There is just no other place in the world, I don't believe?

That has this much history & atmosphere.

You can feel it when you walk in there.

Craig Kelly stood where you are standing, when you step inside.

That made a tear run down my face just now.

That place is special.


TT


----------



## augie (Mar 14, 2012)

jliu said:


> ^no the baldface price has to include the cat ride...it wouldn't make any sense otherwise...you're there for the cat boarding...hah. I think you mean it doesn't include airfare/transpo to Nelson. Once there, they provide a heli bump to the lodge which from my stalking on vimeo and youtube seems pretty sick on its own



Pricing sheet I looked at said "daily cat not included". :dunno:

Edit. It actually says "8 person cat-call for pricing"

Www.baldface.net/book-now/


----------



## Tarzanman (Dec 20, 2008)

Old? Lots of disposable income and you love bowls?

Sounds like Vail will be your new mecca


----------



## Jcb890 (Dec 12, 2014)

Baldface looks unbelievable.


----------



## rmerikle (Feb 19, 2013)

Finally made it to Vail last weekend. The bowls were great. The run outs from the bowl got old real quick. I would be interested to see why they positioned their lifts the way they did. 

#1 in my book is Whistler. 7th Heaven and Harmony are the bomb. 

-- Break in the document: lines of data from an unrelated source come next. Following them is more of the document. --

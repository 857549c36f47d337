//! Printdock Printer Library
//!
//! Gateway to the CUPS printing subsystem. The `PrinterGateway` trait is the
//! seam between the service layer and the actual spooler: the production
//! implementation (`CupsGateway`) shells out to the CUPS command-line tools,
//! while `DisabledGateway` is the explicit "capability unavailable" variant
//! used when printing is turned off by configuration.
//!
//! Backend failures never escape the gateway as errors; every operation
//! degrades to "disconnected", an empty device list, or a `false` submit
//! result, and the cause is logged.

pub mod cups;
pub mod factory;
pub mod gateway;
pub(crate) mod options;

pub use cups::CupsGateway;
pub use factory::create_gateway;
pub use gateway::{DisabledGateway, PrinterGateway};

Next on the wish list is a trip to Japan.


----------



## rmerikle (Feb 19, 2013)

According to Baldface's FAQ

What does pricing include?

Prices include transportation from Nelson, BC to the lodge, accommodations, all meals, safety equipment, and skiing and snowboarding with our certified guides. Not included in the trip cost are: massage, ski rentals, retail purchases or alcoholic beverages. Any additional purchases will be added to your final invoice and paid for upon check-out.


----------